Work to complete: Go through the data below. Pull out every line that has the word "ordered".

[Supplied records]

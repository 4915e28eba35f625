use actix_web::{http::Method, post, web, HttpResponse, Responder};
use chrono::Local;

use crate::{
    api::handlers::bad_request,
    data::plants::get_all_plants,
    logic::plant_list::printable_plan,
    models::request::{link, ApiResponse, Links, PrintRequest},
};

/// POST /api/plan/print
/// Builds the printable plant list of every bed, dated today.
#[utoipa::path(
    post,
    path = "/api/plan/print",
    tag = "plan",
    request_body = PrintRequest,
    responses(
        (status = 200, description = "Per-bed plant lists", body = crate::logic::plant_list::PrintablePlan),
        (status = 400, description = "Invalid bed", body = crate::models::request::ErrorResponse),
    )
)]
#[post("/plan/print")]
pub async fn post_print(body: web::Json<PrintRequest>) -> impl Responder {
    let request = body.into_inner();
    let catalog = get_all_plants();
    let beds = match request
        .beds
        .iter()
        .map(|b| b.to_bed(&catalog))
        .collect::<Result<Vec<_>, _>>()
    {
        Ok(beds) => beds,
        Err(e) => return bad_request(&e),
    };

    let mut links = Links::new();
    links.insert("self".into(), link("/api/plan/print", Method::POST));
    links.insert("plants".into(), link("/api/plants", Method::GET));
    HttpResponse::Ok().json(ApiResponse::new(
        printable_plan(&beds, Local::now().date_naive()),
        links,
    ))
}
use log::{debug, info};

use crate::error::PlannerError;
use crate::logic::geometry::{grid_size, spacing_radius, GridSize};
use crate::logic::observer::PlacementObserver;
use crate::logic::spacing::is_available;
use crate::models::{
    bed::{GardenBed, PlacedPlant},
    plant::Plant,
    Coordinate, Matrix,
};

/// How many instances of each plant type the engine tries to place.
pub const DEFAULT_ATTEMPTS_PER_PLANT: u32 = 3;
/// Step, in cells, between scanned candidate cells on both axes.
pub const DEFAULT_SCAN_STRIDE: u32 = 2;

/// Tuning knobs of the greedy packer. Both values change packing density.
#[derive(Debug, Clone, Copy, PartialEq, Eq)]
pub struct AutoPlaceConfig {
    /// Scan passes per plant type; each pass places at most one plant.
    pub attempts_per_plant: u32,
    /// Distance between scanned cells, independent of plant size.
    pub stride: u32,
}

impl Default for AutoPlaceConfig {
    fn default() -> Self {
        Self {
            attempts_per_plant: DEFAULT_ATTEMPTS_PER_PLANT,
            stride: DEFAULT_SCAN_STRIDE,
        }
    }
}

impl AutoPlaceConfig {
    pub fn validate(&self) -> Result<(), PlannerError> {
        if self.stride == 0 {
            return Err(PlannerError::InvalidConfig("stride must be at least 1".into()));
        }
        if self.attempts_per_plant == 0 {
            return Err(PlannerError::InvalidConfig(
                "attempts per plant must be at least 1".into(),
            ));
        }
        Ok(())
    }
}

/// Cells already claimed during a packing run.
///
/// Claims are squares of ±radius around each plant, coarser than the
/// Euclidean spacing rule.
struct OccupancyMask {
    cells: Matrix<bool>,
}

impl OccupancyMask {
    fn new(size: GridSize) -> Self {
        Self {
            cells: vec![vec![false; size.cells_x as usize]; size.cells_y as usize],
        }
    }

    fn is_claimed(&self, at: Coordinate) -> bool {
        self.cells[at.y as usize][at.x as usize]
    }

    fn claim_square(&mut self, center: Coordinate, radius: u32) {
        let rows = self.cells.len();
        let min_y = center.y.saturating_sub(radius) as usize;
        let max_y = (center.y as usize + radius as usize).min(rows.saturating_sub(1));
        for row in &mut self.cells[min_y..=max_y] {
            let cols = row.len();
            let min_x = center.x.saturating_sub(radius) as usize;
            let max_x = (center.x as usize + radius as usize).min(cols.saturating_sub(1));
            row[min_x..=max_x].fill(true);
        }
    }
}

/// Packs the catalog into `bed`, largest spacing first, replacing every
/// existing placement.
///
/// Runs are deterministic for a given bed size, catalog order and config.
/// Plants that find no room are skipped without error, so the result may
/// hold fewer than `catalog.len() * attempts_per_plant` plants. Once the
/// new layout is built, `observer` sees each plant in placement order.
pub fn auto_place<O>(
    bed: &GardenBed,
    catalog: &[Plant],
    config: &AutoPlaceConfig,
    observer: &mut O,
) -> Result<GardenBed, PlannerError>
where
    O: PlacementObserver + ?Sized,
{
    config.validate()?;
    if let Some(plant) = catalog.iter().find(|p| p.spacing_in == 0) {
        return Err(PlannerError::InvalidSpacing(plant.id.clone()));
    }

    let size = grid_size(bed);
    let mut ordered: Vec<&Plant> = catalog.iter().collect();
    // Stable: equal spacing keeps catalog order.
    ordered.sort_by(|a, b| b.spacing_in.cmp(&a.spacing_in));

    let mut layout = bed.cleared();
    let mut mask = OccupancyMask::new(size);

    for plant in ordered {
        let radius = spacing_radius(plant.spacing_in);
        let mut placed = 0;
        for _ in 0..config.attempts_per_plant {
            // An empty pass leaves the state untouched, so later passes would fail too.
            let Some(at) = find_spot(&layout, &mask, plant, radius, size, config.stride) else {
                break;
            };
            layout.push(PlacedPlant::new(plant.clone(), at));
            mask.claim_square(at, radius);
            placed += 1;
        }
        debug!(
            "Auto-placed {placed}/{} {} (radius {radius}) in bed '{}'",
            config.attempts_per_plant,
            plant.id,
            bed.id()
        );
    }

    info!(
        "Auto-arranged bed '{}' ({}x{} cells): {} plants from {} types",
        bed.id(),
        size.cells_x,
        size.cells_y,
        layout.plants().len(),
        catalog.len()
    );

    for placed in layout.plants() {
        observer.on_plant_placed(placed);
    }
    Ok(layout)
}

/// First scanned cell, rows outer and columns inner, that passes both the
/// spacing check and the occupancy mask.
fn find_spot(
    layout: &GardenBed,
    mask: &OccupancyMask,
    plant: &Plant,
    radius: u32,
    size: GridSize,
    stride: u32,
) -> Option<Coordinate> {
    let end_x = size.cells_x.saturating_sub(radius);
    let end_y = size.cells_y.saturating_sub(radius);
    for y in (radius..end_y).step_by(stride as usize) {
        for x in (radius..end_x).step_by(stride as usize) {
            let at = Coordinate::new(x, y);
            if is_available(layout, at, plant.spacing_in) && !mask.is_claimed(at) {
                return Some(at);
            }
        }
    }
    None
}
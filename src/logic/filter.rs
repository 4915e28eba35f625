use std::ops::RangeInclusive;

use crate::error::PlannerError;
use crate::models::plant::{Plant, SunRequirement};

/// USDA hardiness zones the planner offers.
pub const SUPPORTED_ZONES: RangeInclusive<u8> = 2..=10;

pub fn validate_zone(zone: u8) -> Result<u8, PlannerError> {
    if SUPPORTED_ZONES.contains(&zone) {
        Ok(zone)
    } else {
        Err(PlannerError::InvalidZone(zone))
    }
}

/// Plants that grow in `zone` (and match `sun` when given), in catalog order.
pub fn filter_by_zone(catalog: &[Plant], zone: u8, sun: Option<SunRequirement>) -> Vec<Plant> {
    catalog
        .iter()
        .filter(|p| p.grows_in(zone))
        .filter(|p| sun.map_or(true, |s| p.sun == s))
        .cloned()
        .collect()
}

[/Supplied records]

Task solution:
    let mut ordered: Vec<&Plant> = catalog.iter().collect();
    ordered.sort_by(|a, b| b.spacing_in.cmp(&a.spacing_in));
    for plant in ordered {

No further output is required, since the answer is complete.